==== Dataset content ====

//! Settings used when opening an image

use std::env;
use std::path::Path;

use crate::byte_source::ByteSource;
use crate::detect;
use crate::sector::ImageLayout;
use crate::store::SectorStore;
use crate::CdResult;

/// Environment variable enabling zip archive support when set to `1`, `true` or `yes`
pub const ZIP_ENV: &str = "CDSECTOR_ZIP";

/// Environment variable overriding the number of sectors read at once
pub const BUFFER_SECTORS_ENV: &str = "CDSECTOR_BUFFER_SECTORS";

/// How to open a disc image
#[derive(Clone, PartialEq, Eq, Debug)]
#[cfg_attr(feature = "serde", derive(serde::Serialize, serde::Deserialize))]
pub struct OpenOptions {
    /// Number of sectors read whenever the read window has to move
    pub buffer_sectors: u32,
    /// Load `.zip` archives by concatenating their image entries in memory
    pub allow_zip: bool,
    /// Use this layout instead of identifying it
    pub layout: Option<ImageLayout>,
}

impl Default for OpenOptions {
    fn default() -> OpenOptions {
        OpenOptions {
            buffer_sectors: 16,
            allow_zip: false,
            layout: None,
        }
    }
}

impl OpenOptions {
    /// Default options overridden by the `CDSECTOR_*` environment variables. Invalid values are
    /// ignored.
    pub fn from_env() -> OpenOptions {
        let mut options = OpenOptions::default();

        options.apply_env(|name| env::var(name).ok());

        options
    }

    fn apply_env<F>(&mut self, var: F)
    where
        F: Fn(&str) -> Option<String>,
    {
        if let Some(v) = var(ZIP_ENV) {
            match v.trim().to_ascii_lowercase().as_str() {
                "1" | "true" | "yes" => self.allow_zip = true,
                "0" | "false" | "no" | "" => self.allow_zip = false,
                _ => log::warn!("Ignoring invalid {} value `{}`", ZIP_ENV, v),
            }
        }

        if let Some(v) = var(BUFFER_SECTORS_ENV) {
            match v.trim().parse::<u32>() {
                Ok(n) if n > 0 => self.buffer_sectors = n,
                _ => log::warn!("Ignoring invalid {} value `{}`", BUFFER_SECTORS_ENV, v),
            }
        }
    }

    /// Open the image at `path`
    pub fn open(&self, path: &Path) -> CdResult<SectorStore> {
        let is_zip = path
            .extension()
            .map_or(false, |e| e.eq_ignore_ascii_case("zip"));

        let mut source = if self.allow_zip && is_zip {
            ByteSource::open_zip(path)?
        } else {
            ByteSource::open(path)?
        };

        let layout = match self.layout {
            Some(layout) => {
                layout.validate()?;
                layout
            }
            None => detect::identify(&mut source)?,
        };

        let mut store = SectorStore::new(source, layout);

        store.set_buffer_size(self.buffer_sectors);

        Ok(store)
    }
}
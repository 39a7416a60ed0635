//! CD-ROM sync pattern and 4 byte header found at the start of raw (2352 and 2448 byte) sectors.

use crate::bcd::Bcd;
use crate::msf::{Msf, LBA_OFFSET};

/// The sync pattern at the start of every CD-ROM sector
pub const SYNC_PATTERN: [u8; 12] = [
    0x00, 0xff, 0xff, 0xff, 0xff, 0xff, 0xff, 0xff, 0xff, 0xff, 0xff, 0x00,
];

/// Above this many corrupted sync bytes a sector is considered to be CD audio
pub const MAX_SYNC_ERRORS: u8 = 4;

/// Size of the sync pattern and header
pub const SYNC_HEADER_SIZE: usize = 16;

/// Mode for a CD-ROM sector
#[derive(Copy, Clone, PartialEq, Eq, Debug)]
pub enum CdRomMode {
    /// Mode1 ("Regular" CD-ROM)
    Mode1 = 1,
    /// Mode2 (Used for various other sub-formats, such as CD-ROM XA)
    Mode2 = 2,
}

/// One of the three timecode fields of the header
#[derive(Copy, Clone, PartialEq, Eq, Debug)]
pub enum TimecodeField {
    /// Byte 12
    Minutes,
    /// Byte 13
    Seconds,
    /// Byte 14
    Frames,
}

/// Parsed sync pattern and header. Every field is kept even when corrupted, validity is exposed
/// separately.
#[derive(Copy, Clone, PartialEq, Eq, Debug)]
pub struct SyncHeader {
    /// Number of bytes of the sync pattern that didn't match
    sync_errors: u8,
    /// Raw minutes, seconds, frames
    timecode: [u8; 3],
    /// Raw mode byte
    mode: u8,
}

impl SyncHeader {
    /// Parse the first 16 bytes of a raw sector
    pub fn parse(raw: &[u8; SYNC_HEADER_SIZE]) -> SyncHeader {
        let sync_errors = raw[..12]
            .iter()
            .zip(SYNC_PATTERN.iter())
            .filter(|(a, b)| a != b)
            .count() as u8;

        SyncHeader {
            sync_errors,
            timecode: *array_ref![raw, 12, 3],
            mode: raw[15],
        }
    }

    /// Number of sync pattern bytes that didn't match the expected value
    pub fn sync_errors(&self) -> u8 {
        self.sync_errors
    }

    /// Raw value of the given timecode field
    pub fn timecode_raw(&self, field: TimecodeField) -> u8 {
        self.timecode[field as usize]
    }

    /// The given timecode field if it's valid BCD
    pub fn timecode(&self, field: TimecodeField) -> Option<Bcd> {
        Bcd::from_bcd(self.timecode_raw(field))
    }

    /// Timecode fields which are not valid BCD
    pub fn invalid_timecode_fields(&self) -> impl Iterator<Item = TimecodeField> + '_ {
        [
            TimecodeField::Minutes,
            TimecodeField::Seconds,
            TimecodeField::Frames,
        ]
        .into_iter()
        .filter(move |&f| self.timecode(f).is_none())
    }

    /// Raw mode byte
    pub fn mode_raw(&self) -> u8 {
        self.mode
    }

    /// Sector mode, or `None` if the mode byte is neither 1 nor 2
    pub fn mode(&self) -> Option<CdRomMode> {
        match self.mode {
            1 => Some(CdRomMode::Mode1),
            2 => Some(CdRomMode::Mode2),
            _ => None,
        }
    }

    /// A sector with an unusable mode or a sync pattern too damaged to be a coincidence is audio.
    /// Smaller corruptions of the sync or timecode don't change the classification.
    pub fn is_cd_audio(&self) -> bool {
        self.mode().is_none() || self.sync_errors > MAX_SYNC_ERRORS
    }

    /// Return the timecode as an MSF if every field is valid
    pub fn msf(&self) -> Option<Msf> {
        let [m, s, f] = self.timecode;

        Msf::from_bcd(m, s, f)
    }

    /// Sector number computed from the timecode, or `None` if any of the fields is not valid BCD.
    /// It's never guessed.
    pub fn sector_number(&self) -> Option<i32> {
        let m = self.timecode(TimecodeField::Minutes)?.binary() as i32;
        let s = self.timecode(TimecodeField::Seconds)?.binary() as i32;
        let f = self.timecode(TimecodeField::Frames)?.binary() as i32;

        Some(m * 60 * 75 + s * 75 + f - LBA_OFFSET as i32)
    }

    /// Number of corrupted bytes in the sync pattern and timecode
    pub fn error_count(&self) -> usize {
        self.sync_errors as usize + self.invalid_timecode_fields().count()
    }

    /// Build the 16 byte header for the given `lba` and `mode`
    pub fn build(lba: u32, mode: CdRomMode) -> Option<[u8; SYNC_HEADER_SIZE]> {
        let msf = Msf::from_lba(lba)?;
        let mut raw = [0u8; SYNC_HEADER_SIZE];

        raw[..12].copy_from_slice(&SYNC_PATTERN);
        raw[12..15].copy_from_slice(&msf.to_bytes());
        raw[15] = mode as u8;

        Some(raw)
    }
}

====

* [What you have to do]: Each line of the listing above that includes the word "false" should be copied.

* [Solution for this task]:
            allow_zip: false,
                "0" | "false" | "no" | "" => self.allow_zip = false,
            .map_or(false, |e| e.eq_ignore_ascii_case("zip"));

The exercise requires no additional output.